To make matters worse, many classic methods of customer retention are being phased out. Efforts to build brand loyalty, for example, have steadily declined for much of the past decade. Forbes, citing research by Verint Systems, indicated that two-thirds of customers switch from one brand to another for the sake of lower prices and better service. Convenience, rather than familiarity, is the new king.
While it’s true that a business doesn’t get anywhere without attracting new customers, just as important is keeping the old ones, a skill known in marketing circles as loyalty. Thus, the idea that brand loyalty is decreasing seems paradoxical. If a business cannot keep its customers, it cannot survive. However, this revolving door style of retail, where new customers inevitably leave, can be a necessary evil for the smaller store.
Very few companies can compete with Amazon – but there are many companies in the same niche. Unfortunately, picking up customers who can’t be served by Jeff Bezos’ goliath (or Walmart, Target, John Lewis, etc.) is a reality for even larger stores like Book deposit, which consistently matches its prices on Amazon – and then sells items for a dime less. However, fostering brand loyalty can be a more effective tactic than creative pricing.

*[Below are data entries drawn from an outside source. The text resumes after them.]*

//! Capability traits consumed by the sweep engine.
//!
//! The engine never talks to RPC nodes or HTTP services directly; everything
//! external comes in through these seams so the core can run against fakes.

use alloy::primitives::{Address, Bytes, TxHash, U256};
use async_trait::async_trait;
use rust_decimal::Decimal;
use serde::Serialize;
use std::collections::HashMap;
use thiserror::Error;

use crate::domain::{ClaimDescriptor, ClaimReading, Quote, RewardClaim, SwapLeg};
use crate::error::Result;

/// Off-chain reward ledger.
#[async_trait]
pub trait RewardLedger: Send + Sync {
    async fn pending_claims(&self, wallet: Address) -> Result<Vec<RewardClaim>>;
}

/// USD price lookup keyed by (chain id, token list).
#[async_trait]
pub trait PriceSource: Send + Sync {
    fn name(&self) -> &str;

    /// Prices for the tokens the source knows about. Unknown tokens are simply absent.
    async fn prices(&self, chain_id: u64, tokens: &[Address]) -> Result<HashMap<Address, Decimal>>;
}

#[derive(Debug, Clone, PartialEq)]
pub struct QuoteRequest {
    pub chain_id: u64,
    pub sell_token: Address,
    pub buy_token: Address,
    pub sell_amount: U256,
    pub taker: Address,
    /// Maximum slippage the caller will accept, as a fraction.
    pub slippage: Decimal,
}

/// Swap aggregator quote API.
#[async_trait]
pub trait QuoteSource: Send + Sync {
    async fn quote(&self, request: &QuoteRequest) -> Result<Quote>;
}

#[derive(Debug, Clone, PartialEq, Eq)]
pub struct TokenInfo {
    pub decimals: u8,
    pub symbol: String,
}

/// Transaction the engine wants sent from the signer.
#[derive(Debug, Clone, PartialEq, Eq)]
pub struct TxRequest {
    pub to: Address,
    pub data: Bytes,
    pub gas_limit: Option<u64>,
    /// Short description used in logs and progress events.
    pub label: String,
}

impl TxRequest {
    pub fn new(to: Address, data: impl Into<Bytes>, label: impl Into<String>) -> Self {
        Self {
            to,
            data: data.into(),
            gas_limit: None,
            label: label.into(),
        }
    }

    pub fn with_gas_limit(mut self, gas_limit: u64) -> Self {
        self.gas_limit = Some(gas_limit);
        self
    }
}

#[derive(Debug, Clone, PartialEq, Eq, Serialize)]
pub struct TxReceipt {
    pub tx_hash: TxHash,
    pub block_number: Option<u64>,
    pub gas_used: u64,
}

#[derive(Error, Debug, Clone, PartialEq, Eq)]
pub enum SubmitError {
    #[error("rejected by user: {0}")]
    UserRejected(String),

    /// Nothing reached the network; another strategy may be tried.
    #[error("not broadcast: {0}")]
    PreBroadcast(String),

    #[error("transaction {tx_hash} reverted: {reason}")]
    Reverted { tx_hash: TxHash, reason: String },

    #[error("transaction {tx_hash} not confirmed: {reason}")]
    Unconfirmed { tx_hash: TxHash, reason: String },
}

impl SubmitError {
    /// Only errors raised before broadcast may fall through to the next strategy.
    pub fn falls_through(&self) -> bool {
        matches!(self, SubmitError::PreBroadcast(_))
    }

    pub fn is_user_rejection(&self) -> bool {
        matches!(self, SubmitError::UserRejected(_))
    }

    /// Sort a raw wallet/provider send error into rejection vs. pre-broadcast failure.
    pub fn from_send_error(message: impl std::fmt::Display) -> Self {
        let message = message.to_string();
        let lower = message.to_ascii_lowercase();
        if lower.contains("user rejected")
            || lower.contains("user denied")
            || lower.contains("rejected by user")
        {
            SubmitError::UserRejected(message)
        } else {
            SubmitError::PreBroadcast(message)
        }
    }
}

/// Signs, broadcasts and waits for confirmation of one transaction.
#[async_trait]
pub trait TxSender: Send + Sync {
    fn name(&self) -> &str;

    async fn send_and_confirm(
        &self,
        tx: &TxRequest,
    ) -> std::result::Result<TxReceipt, SubmitError>;
}

/// Read-side chain access plus simulation.
#[async_trait]
pub trait ChainClient: Send + Sync {
    fn chain_id(&self) -> u64;

    async fn native_balance(&self, owner: Address) -> Result<U256>;

    async fn gas_price(&self) -> Result<u128>;

    /// `previewClaim` and distributor token balance for every descriptor in one batch.
    /// `None` marks a descriptor whose reads failed.
    async fn read_claim_state(
        &self,
        wallet: Address,
        distributor: Address,
        descriptors: &[ClaimDescriptor],
    ) -> Result<Vec<Option<ClaimReading>>>;

    async fn balances(&self, owner: Address, tokens: &[Address]) -> Result<Vec<U256>>;

    async fn allowances(
        &self,
        owner: Address,
        spender: Address,
        tokens: &[Address],
    ) -> Result<Vec<U256>>;

    async fn token_info(&self, tokens: &[Address]) -> Result<Vec<Option<TokenInfo>>>;

    async fn total_staked(&self, distributor: Address) -> Result<U256>;

    /// Whether the deployed bytecode dispatches on `selector`.
    async fn has_selector(&self, contract: Address, selector: [u8; 4]) -> Result<bool>;

    async fn estimate_gas(&self, from: Address, tx: &TxRequest) -> Result<u64>;

    /// `eth_call` from `from`. A revert maps to `SweepError::Simulation`.
    async fn call(&self, from: Address, tx: &TxRequest) -> Result<Bytes>;
}

/// Dry-runs a set of swap legs as one atomic executor call.
#[async_trait]
pub trait LegSimulator: Send + Sync {
    /// `Err` carries the revert reason.
    async fn simulate(&self, from: Address, legs: &[SwapLeg]) -> std::result::Result<(), String>;
}
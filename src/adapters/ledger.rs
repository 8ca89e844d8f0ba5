//! HTTP client for the off-chain reward ledger.

use alloy::primitives::{Address, U256};
use async_trait::async_trait;
use reqwest::Client;
use rust_decimal::Decimal;
use serde::Deserialize;
use std::collections::BTreeMap;
use std::str::FromStr;
use std::time::Duration;
use tracing::{debug, instrument, warn};

use super::traits::RewardLedger;
use crate::domain::{Epoch, RewardClaim};
use crate::error::{Result, SweepError};

const DEFAULT_DECIMALS: u8 = 18;

/// One ledger row as served. Every field is treated as untrusted.
#[derive(Debug, Clone, Deserialize)]
#[serde(rename_all = "camelCase")]
pub struct LedgerEntry {
    pub token: String,
    pub epoch: serde_json::Value,
    pub amount: serde_json::Value,
    #[serde(default)]
    pub decimals: Option<u8>,
    #[serde(default)]
    pub symbol: Option<String>,
    #[serde(default, alias = "price_usd", alias = "price")]
    pub price_usd: Option<serde_json::Value>,
}

#[derive(Debug, Deserialize)]
#[serde(untagged)]
enum LedgerResponse {
    Bare(Vec<LedgerEntry>),
    Wrapped { rewards: Vec<LedgerEntry> },
}

impl LedgerResponse {
    fn into_entries(self) -> Vec<LedgerEntry> {
        match self {
            LedgerResponse::Bare(entries) => entries,
            LedgerResponse::Wrapped { rewards } => rewards,
        }
    }
}

fn json_value_to_u64(value: &serde_json::Value) -> Option<u64> {
    match value {
        serde_json::Value::Number(n) => n.as_u64(),
        serde_json::Value::String(s) => s.trim().parse().ok(),
        _ => None,
    }
}

fn json_value_to_u256(value: &serde_json::Value) -> Option<U256> {
    match value {
        serde_json::Value::Number(n) => n.as_u64().map(U256::from),
        serde_json::Value::String(s) => {
            let s = s.trim();
            if let Some(hex) = s.strip_prefix("0x") {
                U256::from_str_radix(hex, 16).ok()
            } else {
                U256::from_str_radix(s, 10).ok()
            }
        }
        _ => None,
    }
}

fn json_value_to_price(value: &serde_json::Value) -> Option<Decimal> {
    let price = match value {
        serde_json::Value::Number(n) => n.as_f64().and_then(Decimal::from_f64_retain),
        serde_json::Value::String(s) => Decimal::from_str(s.trim()).ok(),
        _ => None,
    }?;
    (price > Decimal::ZERO).then_some(price)
}

/// Turn raw ledger rows into claims.
///
/// Rows with an unparseable token/amount, a zero amount or an epoch that is not
/// week-aligned are dropped. Duplicate (token, epoch) rows keep the larger amount.
pub fn parse_ledger_entries(entries: Vec<LedgerEntry>) -> Vec<RewardClaim> {
    let mut merged: BTreeMap<(Address, Epoch), RewardClaim> = BTreeMap::new();

    for entry in entries {
        let token = match Address::from_str(entry.token.trim()) {
            Ok(t) => t,
            Err(_) => {
                warn!(token = %entry.token, "Skipping ledger row with invalid token address");
                continue;
            }
        };
        let Some(epoch) = json_value_to_u64(&entry.epoch).map(Epoch) else {
            warn!(%token, "Skipping ledger row with invalid epoch");
            continue;
        };
        if !epoch.is_week_aligned() {
            warn!(%token, %epoch, "Skipping ledger row with epoch not aligned to a week");
            continue;
        }
        let raw_amount = match json_value_to_u256(&entry.amount) {
            Some(a) if !a.is_zero() => a,
            _ => {
                debug!(%token, %epoch, "Skipping ledger row with zero or invalid amount");
                continue;
            }
        };

        let claim = RewardClaim {
            token,
            epoch,
            raw_amount,
            decimals: entry.decimals.unwrap_or(DEFAULT_DECIMALS),
            symbol: entry.symbol.unwrap_or_default(),
            source_price_usd: entry.price_usd.as_ref().and_then(json_value_to_price),
        };

        match merged.get_mut(&(token, epoch)) {
            Some(existing) => {
                warn!(%token, %epoch, "Duplicate ledger row, keeping larger amount");
                if claim.raw_amount > existing.raw_amount {
                    *existing = claim;
                }
            }
            None => {
                merged.insert((token, epoch), claim);
            }
        }
    }

    merged.into_values().collect()
}

/// Reward ledger served over HTTP: `GET {base}/rewards/{wallet}?chainId=..`.
pub struct HttpRewardLedger {
    client: Client,
    base_url: String,
    chain_id: u64,
}

impl HttpRewardLedger {
    pub fn new(base_url: &str, chain_id: u64, timeout: Duration) -> Result<Self> {
        if base_url.trim().is_empty() {
            return Err(SweepError::InvalidConfig("ledger.url is empty".into()));
        }
        let client = Client::builder().timeout(timeout).build()?;
        Ok(Self {
            client,
            base_url: base_url.trim_end_matches('/').to_string(),
            chain_id,
        })
    }
}

#[async_trait]
impl RewardLedger for HttpRewardLedger {
    #[instrument(skip(self))]
    async fn pending_claims(&self, wallet: Address) -> Result<Vec<RewardClaim>> {
        let url = format!("{}/rewards/{:#x}", self.base_url, wallet);
        debug!("Fetching reward ledger from: {}", url);

        let response = self
            .client
            .get(&url)
            .query(&[("chainId", self.chain_id.to_string())])
            .send()
            .await?;

        let status = response.status();
        if !status.is_success() {
            let body = response.text().await.unwrap_or_default();
            return Err(SweepError::Ledger(format!(
                "ledger returned {}: {}",
                status,
                body.chars().take(200).collect::<String>()
            )));
        }

        let parsed: LedgerResponse = response.json().await?;
        let claims = parse_ledger_entries(parsed.into_entries());
        debug!(count = claims.len(), "Ledger claims parsed");
        Ok(claims)
    }
}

Items like the Nectar Card and Holland & Barrett’s Rewards for Life program are good examples of loyalty programs, but they can be slow to accumulate points. Online rewards programs can be much more elaborate. For example, the Casushi online gambling website offers a loyalty bar that rewards users with points just for playing. These points, explained at https://www.casushi.com/, can then be exchanged for additional tickets on certain securities.
Marketing company Yotpo says 68% of those surveyed would join a loyalty program with a trusted brand. This establishes loyalty as a prerequisite for itself, which can be a tricky situation to deal with. Either way, there are some drawbacks to encouraging customers to stay loyal to your brand. Even uncompetitive pricing isn’t too much of a concern for people who just enjoy the experience of shopping at a favorite store.
Brand loyalty, although declining sharply in some areas, remains something that should be encouraged wherever possible.